L'ouverture d'une enquête contre les
« biens mal acquis » des dictateurs africains est une première
victoire contre le système néocolonial français.
La doyenne des
juges d'instruction du pôle financier a accepté la plainte de l'ONG
Transparency-International, élaborée par l'association de juristes Sherpa, pour
recel de détournement de fonds publics, blanchiment, abus de bien social, abus
de confiance et complicité contre trois dirigeants africains, Omar Bongo du
Gabon, Denis Sassou-Nguesso du Congo Brazzaville et Teodoro Obiang de Guinée
Équatoriale. Le groupe Total est implanté dans ces trois pays producteurs de
pétrole.
Le parquet, qui
représente les intérêts de l'État néocolonial, avait déjà classé sans suite
deux plaintes, en 2007 et 2008, estimant que les enquêtes n'avaient pas permis « de
mettre en évidence les infractions pénales » alors que le fils Nguema
possède des Bugatti, des Ferrari et autres Rolls-Royce, que la famille Sassou
Nguesso a un patrimoine de dix-huit biens immobiliers dans les quartiers chics
de Paris et est titulaire d'une centaine de comptes bancaires et que Bongo,
avec 70 comptes bancaires, est propriétaire d'au moins 33 biens immobiliers
pour un traitement présidentiel de 15 000 euros par mois.
Aujourd'hui, le parquet
s'oppose de nouveau à l'ouverture d'une information judiciaire avec le nouvel
argument que les plaignants ne peuvent justifier d'un préjudice personnel
dans ce dossier.
Cette troisième plainte
s'attaque au cœur du système néocolonial français, mis en place par Jacques
Foccart, initiateur pour le compte de De Gaulle de la
« Françafrique », dans les années 1960, au moment de la vague de
décolonisation des pays africains.
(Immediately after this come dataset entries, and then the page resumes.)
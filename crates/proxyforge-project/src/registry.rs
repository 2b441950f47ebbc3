//! Authoritative store of asset identity and state.
//!
//! Every id lives in at most one of four sets: `loading`, `loaded`,
//! `errored` or `proxies`. Loaded assets keep their insertion order, which is
//! the order listings and proxy queues see them in.

use crossbeam_channel::Sender;
use parking_lot::RwLock;
use proxyforge_core::{
    Asset, AssetError, AssetKind, AssetLoader, AssetRequest, AssetState, Completion, KindFilter,
};
use std::collections::HashMap;
use std::sync::Arc;
use tracing::debug;

use crate::error::{ProjectError, ProjectResult};
use crate::message::ProjectMessage;
use crate::signals::{ProjectEvent, Signals};

#[derive(Debug, Default)]
struct RegistryState {
    loading: HashMap<String, Asset>,
    loaded: HashMap<String, Asset>,
    /// Insertion order of `loaded`.
    order: Vec<String>,
    errored: HashMap<String, Asset>,
    /// Keyed by proxy id; the parent is on the asset.
    proxies: HashMap<String, Asset>,
}

impl RegistryState {
    fn state_of(&self, id: &str) -> Option<AssetState> {
        if self.loading.contains_key(id) {
            Some(AssetState::Loading)
        } else if self.loaded.contains_key(id) {
            Some(AssetState::Loaded)
        } else if self.errored.contains_key(id) {
            Some(AssetState::Errored)
        } else if self.proxies.contains_key(id) {
            Some(AssetState::Proxy)
        } else {
            None
        }
    }
}

pub struct AssetRegistry {
    state: RwLock<RegistryState>,
    loader: Arc<dyn AssetLoader>,
    signals: Arc<Signals>,
    sender: Sender<ProjectMessage>,
}

impl AssetRegistry {
    pub(crate) fn new(
        loader: Arc<dyn AssetLoader>,
        signals: Arc<Signals>,
        sender: Sender<ProjectMessage>,
    ) -> Self {
        Self {
            state: RwLock::new(RegistryState::default()),
            loader,
            signals,
            sender,
        }
    }

    /// Request `id` as an asset of `kind`.
    ///
    /// Returns false, without issuing a request, if the id is already known.
    pub fn create(&self, id: &str, kind: AssetKind) -> bool {
        {
            let mut state = self.state.write();
            if state.state_of(id).is_some() {
                debug!(asset = %id, "Asset already known, not requesting again");
                return false;
            }
            state.loading.insert(id.to_string(), Asset::new(id, kind));
        }

        debug!(asset = %id, kind = %kind, "Requesting asset");
        let sender = self.sender.clone();
        self.loader.request(Completion::new(
            AssetRequest::new(id, kind),
            move |request, result| {
                let _ = sender.send(ProjectMessage::AssetLoaded { request, result });
            },
        ));
        true
    }

    /// Store a resolved asset.
    ///
    /// Returns false if its id is already loaded.
    pub fn add(&self, asset: Asset) -> bool {
        {
            let mut state = self.state.write();
            if state.loaded.contains_key(asset.id()) {
                return false;
            }
            state.loading.remove(asset.id());
            state.errored.remove(asset.id());
            state.order.push(asset.id().to_string());
            state.loaded.insert(asset.id().to_string(), asset.clone());
        }
        debug!(asset = %asset.id(), "Asset added");
        self.signals.emit(ProjectEvent::AssetAdded(asset));
        true
    }

    /// Remove a loaded asset. Returns whether removal occurred.
    pub fn remove(&self, id: &str) -> bool {
        let removed = {
            let mut state = self.state.write();
            let removed = state.loaded.remove(id);
            if removed.is_some() {
                state.order.retain(|o| o != id);
            }
            removed
        };
        match removed {
            Some(asset) => {
                debug!(asset = %id, "Asset removed");
                self.signals.emit(ProjectEvent::AssetRemoved(asset));
                true
            }
            None => false,
        }
    }

    /// A loaded asset whose kind matches `filter`.
    pub fn get(&self, id: &str, filter: impl Into<KindFilter>) -> Option<Asset> {
        let filter = filter.into();
        self.state
            .read()
            .loaded
            .get(id)
            .filter(|a| filter.matches(a.kind()))
            .cloned()
    }

    /// Loaded assets matching `filter`, in insertion order.
    pub fn list(&self, filter: impl Into<KindFilter>) -> Vec<Asset> {
        let filter = filter.into();
        let state = self.state.read();
        state
            .order
            .iter()
            .filter_map(|id| state.loaded.get(id))
            .filter(|a| filter.matches(a.kind()))
            .cloned()
            .collect()
    }

    /// Settle `asset` as errored and notify observers.
    ///
    /// Returns false, without notifying, if the id already errored.
    pub fn mark_errored(&self, asset: &Asset, error: &AssetError) -> bool {
        {
            let mut state = self.state.write();
            state.loading.remove(asset.id());
            if state.errored.contains_key(asset.id()) {
                debug!(asset = %asset.id(), "Asset failed again");
                return false;
            }
            state.errored.insert(asset.id().to_string(), asset.clone());
        }
        debug!(asset = %asset.id(), error = %error, "Asset errored");
        self.signals.emit(ProjectEvent::ErrorLoadingAsset {
            error: error.clone(),
            id: asset.id().to_string(),
            kind: asset.kind(),
        });
        true
    }

    /// Drop `id` from `loading` without settling it.
    pub fn forget_loading(&self, id: &str) -> Option<Asset> {
        self.state.write().loading.remove(id)
    }

    /// Redirect a loading asset to `new_id`.
    pub fn set_loading_proxy(&self, id: &str, new_id: &str) -> bool {
        self.state
            .write()
            .loading
            .get_mut(id)
            .is_some_and(|a| a.set_proxy(new_id))
    }

    pub fn loading(&self, id: &str) -> Option<Asset> {
        self.state.read().loading.get(id).cloned()
    }

    pub fn loading_assets(&self) -> Vec<Asset> {
        self.state.read().loading.values().cloned().collect()
    }

    pub fn is_loading_any(&self) -> bool {
        !self.state.read().loading.is_empty()
    }

    pub fn errored_ids(&self) -> Vec<String> {
        self.state.read().errored.keys().cloned().collect()
    }

    /// Register `proxy` as the proxy of the loaded asset `parent_id`.
    ///
    /// Replaces a previous proxy of the same parent.
    pub fn add_proxy(&self, parent_id: &str, mut proxy: Asset) -> ProjectResult<Asset> {
        let mut state = self.state.write();
        let Some(parent) = state.loaded.get_mut(parent_id) else {
            return Err(ProjectError::ParentNotLoaded(parent_id.to_string()));
        };
        if !parent.set_proxy(proxy.id()) {
            return Err(ProjectError::InvalidUri(proxy.id().to_string()));
        }
        proxy.set_parent(parent);

        if matches!(
            state.state_of(proxy.id()),
            Some(AssetState::Loaded | AssetState::Loading | AssetState::Errored)
        ) {
            debug!(proxy = %proxy.id(), "Proxy id was known as a plain asset, reclassifying");
            state.loading.remove(proxy.id());
            state.errored.remove(proxy.id());
            if state.loaded.remove(proxy.id()).is_some() {
                let id = proxy.id().to_string();
                state.order.retain(|o| *o != id);
            }
        }
        state
            .proxies
            .retain(|_, p| p.parent() != Some(parent_id) || p.id() == proxy.id());
        state.proxies.insert(proxy.id().to_string(), proxy.clone());
        debug!(parent = %parent_id, proxy = %proxy.id(), "Proxy registered");
        Ok(proxy)
    }

    /// The registered proxy of `parent_id`.
    pub fn proxy_for(&self, parent_id: &str) -> Option<Asset> {
        self.state
            .read()
            .proxies
            .values()
            .find(|p| p.parent() == Some(parent_id))
            .cloned()
    }

    /// Registered proxies whose kind matches `filter`.
    pub fn list_proxies(&self, filter: impl Into<KindFilter>) -> Vec<Asset> {
        let filter = filter.into();
        self.state
            .read()
            .proxies
            .values()
            .filter(|p| filter.matches(p.kind()))
            .cloned()
            .collect()
    }

    pub fn state_of(&self, id: &str) -> Option<AssetState> {
        self.state.read().state_of(id)
    }
}

impl std::fmt::Debug for AssetRegistry {
    fn fmt(&self, f: &mut std::fmt::Formatter<'_>) -> std::fmt::Result {
        let state = self.state.read();
        f.debug_struct("AssetRegistry")
            .field("loading", &state.loading.len())
            .field("loaded", &state.loaded.len())
            .field("errored", &state.errored.len())
            .field("proxies", &state.proxies.len())
            .finish()
    }
}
Ce système s'appuie sur des dictatures dont
le rôle est de conserver les prérogatives coloniales de Paris sur le plan
économique, en faveur des entreprises françaises, diplomatique, en alignant
leur vote à l'ONU sur celui de la
France, et militaire, en permettant l'installation des
troupes françaises.
En parallèle, ces
dictateurs du pré carré africain de l'Elysée vont financer les grands partis politiques
de gouvernement, de droite comme de gauche. La longévité politique de plus de
quarante ans d'Omar Bongo lui a permis d'emmagasiner nombre de secrets peu
reluisants de la Ve
République, ce qui fait que chacun se tient. Contrairement
aux engagements électoraux de Sarkozy, un tel système n'est pas prêt de changer
et les ministres de la
Coopération qui ont émis des réserves se sont retrouvés
illico virés, comme Jean-Pierre Cot, en 1982, et plus récemment de Jean-Marie
Bockel.
Cette bataille judiciaire est donc importante, car elle est un élément
de plus dans la lutte contre le maintien de la domination française sur nombre
de pays africains. Une domination qui autorise, avec la bénédiction de ces
dictateurs, les multinationales françaises à faire des profits considérables en
pillant les peuples africains.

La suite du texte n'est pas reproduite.